Who cares?

Andrew Learmonth says it’s going to be hard for the “middle ground of voters” not to have a strong opinion on the constitutional issue. One might have thought events of the last ten years would have made it well nigh impossible for anybody but the terminally apathetic and disengaged to avoid developing a very strong opinion on the matter. To whatever extent they haven’t, this needs to be explained.

The forces acting on public opinion can be distilled down to just two – mass media and campaigns. Mass media includes advertising and peer pressure – because the vast majority of the peers doing the pressuring will have defaulted to the mass media version in the absence of a campaign. Campaigns include anything that is intended to alter the default version of public opinion.

Most people don’t care very much about most things. The people who try to care about everything are in institutions right beside the people who care about absolutely nothing.
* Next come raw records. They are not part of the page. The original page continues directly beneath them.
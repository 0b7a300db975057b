use super::error::GameError;
use super::{DEFAULT_SEQUENCE_LENGTH, MAX_SEQUENCE_LENGTH};

/// Timing and length settings for a game.
///
/// [`GameConfig::default()`] reproduces the original board behaviour:
/// four-symbol rounds, a 200 ms gap between symbols and a one second pause
/// after each judged round.
#[derive(Debug, Clone, Copy, PartialEq, Eq)]
#[cfg_attr(feature = "defmt", derive(defmt::Format))]
pub struct GameConfig {
    /// Symbols per round. Must be in `1..=MAX_SEQUENCE_LENGTH`. Default: 4.
    pub sequence_length: usize,
    /// Dark gap after each symbol during presentation. Default: 200 ms.
    pub symbol_gap_ms: u32,
    /// Pause between the feedback melody and the next round. Default: 1000 ms.
    pub round_pause_ms: u32,
    /// Settle time after driving all outputs low at startup. Default: 50 ms.
    pub startup_settle_ms: u32,
}

impl Default for GameConfig {
    fn default() -> Self {
        Self {
            sequence_length: DEFAULT_SEQUENCE_LENGTH,
            symbol_gap_ms: 200,
            round_pause_ms: 1000,
            startup_settle_ms: 50,
        }
    }
}

impl GameConfig {
    /// Default timings with a different round length.
    ///
    /// Returns [`GameError::InvalidSequenceLength`] if `length` is zero or
    /// above [`MAX_SEQUENCE_LENGTH`].
    pub fn with_sequence_length(length: usize) -> Result<Self, GameError> {
        let config = Self {
            sequence_length: length,
            ..Self::default()
        };
        config.validate()?;
        Ok(config)
    }

    pub fn validate(&self) -> Result<(), GameError> {
        if self.sequence_length == 0 || self.sequence_length > MAX_SEQUENCE_LENGTH {
            return Err(GameError::InvalidSequenceLength);
        }
        Ok(())
    }
}
//! Game logic for a four-color memory sequence game.
//!
//! Everything in this crate is hardware-independent: it knows about
//! symbols, sequences, speed tiers and melodies, but nothing about pins,
//! timers or serial ports. The `memory-game-board` crate drives real
//! peripherals from the types defined here.
//!
//! # Crate Features
//!
//! - **`defmt`** — derives [`defmt::Format`] for the public types.

#![cfg_attr(not(test), no_std)]

pub mod game;
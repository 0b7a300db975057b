//! Line-oriented serial console.
//!
//! The console is both the observation channel (status reports, the
//! generated sequence, `1`/`0` outcome codes) and the control channel (one
//! typed-back line per round). Output lines end in `\r\n`; input lines end
//! at `\n` and are trimmed of surrounding whitespace, which also removes a
//! trailing `\r`.

use core::fmt::{self, Write as _};

use embedded_io_async::{Read, Write};
use heapless::{String, Vec};
use memory_game::game::MAX_SEQUENCE_LENGTH;

use crate::error::BoardError;

/// Bytes kept from one trimmed input line.
pub const LINE_CAPACITY: usize = 32;

/// Largest formatted status line.
const STATUS_CAPACITY: usize = 96;

// Any sequence fits in a line without overflowing.
const _: () = assert!(LINE_CAPACITY >= MAX_SEQUENCE_LENGTH);

/// Whitespace as C `isspace` sees it: ASCII whitespace plus vertical tab.
pub fn is_space(byte: u8) -> bool {
    byte.is_ascii_whitespace() || byte == 0x0B
}

/// Strip leading and trailing [`is_space`] bytes.
pub fn trim_line(bytes: &[u8]) -> &[u8] {
    let start = bytes.iter().position(|&b| !is_space(b)).unwrap_or(bytes.len());
    let end = bytes.iter().rposition(|&b| !is_space(b)).map_or(start, |i| i + 1);
    &bytes[start..end]
}

/// One received line, already trimmed.
///
/// If the trimmed content did not fit in [`LINE_CAPACITY`] bytes only the
/// first part is kept and [`overflowed()`](Self::overflowed) is set.
#[derive(Debug, Clone, Default, PartialEq, Eq)]
pub struct Line {
    bytes: Vec<u8, LINE_CAPACITY>,
    overflowed: bool,
}

impl Line {
    pub fn as_slice(&self) -> &[u8] {
        &self.bytes
    }

    pub fn len(&self) -> usize {
        self.bytes.len()
    }

    pub fn is_empty(&self) -> bool {
        self.bytes.is_empty()
    }

    /// `true` if non-whitespace input was dropped past the capacity.
    pub fn overflowed(&self) -> bool {
        self.overflowed
    }
}

/// Serial console over any `embedded-io-async` port.
pub struct SerialConsole<U> {
    port: U,
}

impl<U> SerialConsole<U>
where
    U: Read + Write,
{
    pub fn new(port: U) -> Self {
        Self { port }
    }

    /// Wait for the next `\n`-terminated line.
    ///
    /// Reads one byte at a time, so bytes after the newline stay in the
    /// port's buffer for the next call. Leading whitespace is skipped before
    /// anything is buffered and trailing whitespace is dropped, so only the
    /// trimmed content counts against [`LINE_CAPACITY`]. There is no
    /// timeout.
    ///
    /// # Errors
    ///
    /// * [`BoardError::InputClosed`] if the port reports end of input.
    /// * [`BoardError::Serial`] on a UART failure.
    pub async fn read_line(&mut self) -> Result<Line, BoardError> {
        let mut line = Line::default();
        let mut byte = [0u8; 1];

        loop {
            let n = self.port.read(&mut byte).await.map_err(BoardError::serial)?;
            if n == 0 {
                return Err(BoardError::InputClosed);
            }
            let b = byte[0];
            if b == b'\n' {
                break;
            }
            if line.bytes.is_empty() && is_space(b) {
                continue;
            }
            // Once full, only trailing whitespace may follow without loss.
            if line.bytes.push(b).is_err() && !is_space(b) {
                line.overflowed = true;
            }
        }

        while line.bytes.last().copied().is_some_and(is_space) {
            line.bytes.pop();
        }
        Ok(line)
    }

    /// Format and write one status line.
    ///
    /// # Errors
    ///
    /// [`BoardError::Format`] if the formatted text exceeds the status
    /// buffer; [`BoardError::Serial`] on a UART failure.
    pub async fn write_line(&mut self, args: fmt::Arguments<'_>) -> Result<(), BoardError> {
        let mut text: String<STATUS_CAPACITY> = String::new();
        text.write_fmt(args).map_err(|_| BoardError::Format)?;
        self.write_bytes_line(text.as_bytes()).await
    }

    /// Write raw bytes followed by the line terminator.
    pub async fn write_bytes_line(&mut self, bytes: &[u8]) -> Result<(), BoardError> {
        self.port.write_all(bytes).await.map_err(BoardError::serial)?;
        self.port.write_all(b"\r\n").await.map_err(BoardError::serial)
    }

    pub async fn blank_line(&mut self) -> Result<(), BoardError> {
        self.write_bytes_line(b"").await
    }

    pub async fn flush(&mut self) -> Result<(), BoardError> {
        self.port.flush().await.map_err(BoardError::serial)
    }
}
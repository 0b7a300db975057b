//! Round controller.
//!
//! [`RoundController`] owns the [`GameState`] and every peripheral, and
//! runs the round lifecycle on a single task:
//!
//! 1. Read the potentiometer, report the speed, light the tier LED.
//! 2. Generate a sequence, print it, play it on the symbol LEDs.
//! 3. Prompt, then wait (indefinitely) for one line on the console.
//! 4. Echo the line, judge it, report the outcome with its `1`/`0` code
//!    and play the win or lose melody.
//! 5. Pause, then go back to step 1.
//!
//! Every wait is an awaited [`DelayNs`] call, so each phase runs to
//! completion before the next one starts. Nothing else touches the state.

use embedded_hal::digital::OutputPin;
use embedded_hal_async::delay::DelayNs;
use embedded_io_async::{Read, Write};
use memory_game::game::{GameConfig, GameState, Phase, RoundOutcome};
use rand::RngCore;

use crate::buzzer::{FeedbackPlayer, ToneOutput};
use crate::console::{trim_line, SerialConsole};
use crate::error::BoardError;
use crate::indicators::IndicatorPanel;
use crate::speed_input::SpeedInput;

/// Pause after a failed iteration of [`RoundController::run`], so a
/// persistent peripheral fault does not spin the task.
const ERROR_BACKOFF_MS: u32 = 100;

const BANNER: &[u8] = b"MEMORY GAME STARTED";
const RULE: &[u8] = b"===============================";

/// Which prompt closes a round's setup.
#[derive(Clone, Copy)]
enum Prompt {
    First,
    Next,
}

impl Prompt {
    fn text(self) -> &'static [u8] {
        match self {
            Prompt::First => b"Send your sequence:",
            Prompt::Next => b"Type your next sequence:",
        }
    }
}

/// The peripherals a [`RoundController`] drives.
pub struct Board<P, T, S, U> {
    pub indicators: IndicatorPanel<P>,
    pub buzzer: T,
    pub speed_input: S,
    pub serial: U,
}

/// Runs memory-game rounds against a set of board peripherals.
pub struct RoundController<P, T, S, U, D, R> {
    indicators: IndicatorPanel<P>,
    player: FeedbackPlayer<T>,
    speed_input: S,
    console: SerialConsole<U>,
    delay: D,
    rng: R,
    state: GameState,
}

impl<P, T, S, U, D, R> RoundController<P, T, S, U, D, R>
where
    P: OutputPin,
    T: ToneOutput,
    S: SpeedInput,
    U: Read + Write,
    D: DelayNs,
    R: RngCore,
{
    /// Build a controller. No peripheral is touched until [`start()`](Self::start).
    ///
    /// # Errors
    ///
    /// [`BoardError::Game`] if `config` has an invalid sequence length.
    pub fn new(
        board: Board<P, T, S, U>,
        delay: D,
        rng: R,
        config: GameConfig,
    ) -> Result<Self, BoardError> {
        Ok(Self {
            indicators: board.indicators,
            player: FeedbackPlayer::new(board.buzzer),
            speed_input: board.speed_input,
            console: SerialConsole::new(board.serial),
            delay,
            rng,
            state: GameState::new(config)?,
        })
    }

    pub fn state(&self) -> &GameState {
        &self.state
    }

    /// Power-on: quiet every output, announce the game and set up the
    /// first round.
    pub async fn start(&mut self) -> Result<(), BoardError> {
        self.player.silence()?;
        self.indicators.all_off()?;
        self.delay.delay_ms(self.state.config().startup_settle_ms).await;

        self.console.write_bytes_line(BANNER).await?;
        #[cfg(feature = "defmt")]
        defmt::info!("memory game started: {}", self.state.config());

        self.setup_round(Prompt::First).await
    }

    /// Wait for the next console line and play it as this round's answer.
    ///
    /// A line too long to receive whole is a loss; the kept part is echoed.
    pub async fn poll_round(&mut self) -> Result<RoundOutcome, BoardError> {
        let line = self.console.read_line().await?;
        if line.overflowed() {
            self.finish_round(line.as_slice(), false).await
        } else {
            self.submit(line.as_slice()).await
        }
    }

    /// Judge `line` against the current sequence, report and play the
    /// result, then set up the next round.
    ///
    /// Surrounding whitespace is trimmed first. Anything that does not
    /// match exactly (wrong length, unknown characters, non-ASCII bytes)
    /// is a loss; there is no separate rejection path.
    pub async fn submit(&mut self, line: &[u8]) -> Result<RoundOutcome, BoardError> {
        self.finish_round(trim_line(line), true).await
    }

    /// Run the game forever.
    ///
    /// Peripheral errors are logged and the loop carries on; if an error
    /// interrupted a round before its next sequence was shown, the round
    /// is set up again so the player is never judged against a stale
    /// sequence.
    pub async fn run(mut self) -> ! {
        if let Err(_e) = self.start().await {
            #[cfg(feature = "defmt")]
            defmt::error!("startup failed: {}", _e);
        }

        loop {
            if self.state.phase() == Phase::AwaitingInput {
                match self.poll_round().await {
                    Ok(_outcome) => continue,
                    Err(_e) => {
                        #[cfg(feature = "defmt")]
                        defmt::error!("round failed: {}", _e);
                    }
                }
            } else if let Err(_e) = self.setup_round(Prompt::Next).await {
                #[cfg(feature = "defmt")]
                defmt::error!("round setup failed: {}", _e);
            }

            self.delay.delay_ms(ERROR_BACKOFF_MS).await;
        }
    }

    // ── Round phases ─────────────────────────────────────────────────

    async fn setup_round(&mut self, prompt: Prompt) -> Result<(), BoardError> {
        let raw = self
            .speed_input
            .read_raw()
            .await
            .map_err(|_| BoardError::SpeedInput)?;
        let speed = self.state.update_speed(raw);

        #[cfg(feature = "defmt")]
        defmt::info!(
            "speed: raw={} duration={}ms tier={}",
            speed.raw,
            speed.duration_ms,
            speed.tier
        );

        self.console.blank_line().await?;
        self.console.write_bytes_line(b">>> SPEED SETTINGS:").await?;
        self.console
            .write_line(format_args!(
                "Potentiometer: {}/1023 | Speed: {}ms",
                speed.raw, speed.duration_ms
            ))
            .await?;
        self.console
            .write_line(format_args!("Speed: {}", speed.tier.name()))
            .await?;

        self.indicators.show_speed_tier(speed.tier)?;
        self.console
            .write_line(format_args!("SPEED LED {}: ON", speed.tier.name()))
            .await?;

        let gap_ms = self.state.config().symbol_gap_ms;
        let sequence = self.state.generate_sequence(&mut self.rng)?;

        #[cfg(feature = "defmt")]
        defmt::info!("new sequence: {}", sequence);

        self.console.blank_line().await?;
        self.console.write_bytes_line(b">>> NEW SEQUENCE GENERATED:").await?;
        self.console.write_bytes_line(&sequence.codes()).await?;

        self.indicators
            .show_sequence(sequence, speed.duration_ms, gap_ms, &mut self.delay)
            .await?;

        self.console.blank_line().await?;
        self.console.write_bytes_line(prompt.text()).await?;
        self.console.flush().await?;

        self.state.await_input();
        Ok(())
    }

    async fn finish_round(
        &mut self,
        submission: &[u8],
        complete: bool,
    ) -> Result<RoundOutcome, BoardError> {
        self.console.blank_line().await?;
        self.console.write_bytes_line(RULE).await?;
        self.console.write_bytes_line(b"SEQUENCE RECEIVED:").await?;
        self.console.write_bytes_line(submission).await?;
        self.console.write_bytes_line(RULE).await?;

        let outcome = if complete {
            self.state.judge(submission)
        } else {
            self.state.forfeit()
        };
        self.report_outcome(outcome).await?;
        self.player.play(outcome.melody(), &mut self.delay).await?;

        self.delay.delay_ms(self.state.config().round_pause_ms).await;
        self.setup_round(Prompt::Next).await?;
        Ok(outcome)
    }

    async fn report_outcome(&mut self, outcome: RoundOutcome) -> Result<(), BoardError> {
        match outcome {
            RoundOutcome::Win { streak } => {
                #[cfg(feature = "defmt")]
                defmt::info!("correct, streak {}", streak);

                self.console.write_bytes_line(b"CORRECT SEQUENCE! WIN!").await?;
                self.console.write_line(format_args!("WINS:{}", streak)).await?;
                self.console.write_bytes_line(&[outcome.code()]).await?;
            }
            RoundOutcome::Loss { ended_streak } => {
                #[cfg(feature = "defmt")]
                defmt::info!("wrong, streak of {} ended", ended_streak);

                self.console.write_bytes_line(b"WRONG SEQUENCE! LOSS!").await?;
                self.console.write_bytes_line(&[outcome.code()]).await?;
                self.console
                    .write_line(format_args!("Win streak ended: {}", ended_streak))
                    .await?;
            }
        }
        self.console.flush().await
    }
}
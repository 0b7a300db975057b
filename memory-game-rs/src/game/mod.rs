//! Memory game rules and round state.
//!
//! This module provides the [`GameState`] owned by the round controller,
//! plus the pure building blocks each round is made from.
//!
//! # Round lifecycle
//!
//! ```text
//! read speed ─► show tier ─► generate ─► present ─► await line ─► judge
//!      ▲                                                              │
//!      └──────────────────── pause ◄── melody ◄── report ◄────────────┘
//! ```
//!
//! - [`speed`] maps the raw potentiometer reading to a hold duration and a
//!   [`SpeedTier`].
//! - [`sequence`] draws a fresh [`Sequence`] from the four-symbol alphabet.
//! - [`judge`] compares the typed-back line against the sequence.
//! - [`melody`] holds the win and lose tunes.
//! - [`state`] ties them together and tracks the win streak.
//!
//! # `no_std` Compatibility
//!
//! No heap allocation. Sequences live in a fixed-capacity
//! [`heapless::Vec`] sized by [`MAX_SEQUENCE_LENGTH`].

mod config;
mod error;
pub mod judge;
pub mod melody;
pub mod sequence;
pub mod speed;
mod state;
mod symbol;

pub use config::GameConfig;
pub use error::GameError;
pub use judge::{verify, verify_bytes};
pub use melody::{Melody, Note};
pub use sequence::{seeded_rng, GameRng, Sequence};
pub use speed::{SpeedReading, SpeedTier};
pub use state::{GameState, Phase, RoundOutcome};
pub use symbol::{Symbol, ALPHABET};

/// Number of symbols in the alphabet (one per colored indicator).
pub const SYMBOL_COUNT: usize = 4;

/// Storage bound for a sequence. The round length never grows past the
/// configured value; this only caps what a configuration may ask for.
pub const MAX_SEQUENCE_LENGTH: usize = 10;

/// Round length used by [`GameConfig::default()`].
pub const DEFAULT_SEQUENCE_LENGTH: usize = 4;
Pick any single topic and you’ll find that only a relatively small part of the populace has a strong view on it one way or another. It looms large in the worldview of the people at either end of the interest gradient and leaves the rest in various degrees of apathy.

Apathy is not too strong a term. Not if we include those who aren’t even aware of the issue on the grounds that they are too apathetic to make themselves aware. The interest gradient is not a regular graduation in either direction from moderate interest. The middle of the spectrum is alienation. Interest only begins to rise towards the extremes. Or, to put it another way, interest drops off very rapidly. Most of the spectrum is apathy.

The crucial thing is the point of engagement. On one side of the point of engagement, there is potentially increasing interest. On the other is a precipitous plunge into apathy.

Mass media caters to that vast middle range either side of alienation and up to the point of engagement. That’s why it’s called ‘mass’ media. It stands to reason, therefore, that mass media has a vested interest in making and keeping that middle range as large as possible. The purpose of mass media is not, as some might suppose, to deliver the client’s message to the audience, but to deliver the audience to the client so that it can be given whatever message is deemed to serve the client’s present purpose and/or objectives. This is not only true in respect of commercial messages. It is just as true with regard to political messages – using the term ‘political’ in its widest sense.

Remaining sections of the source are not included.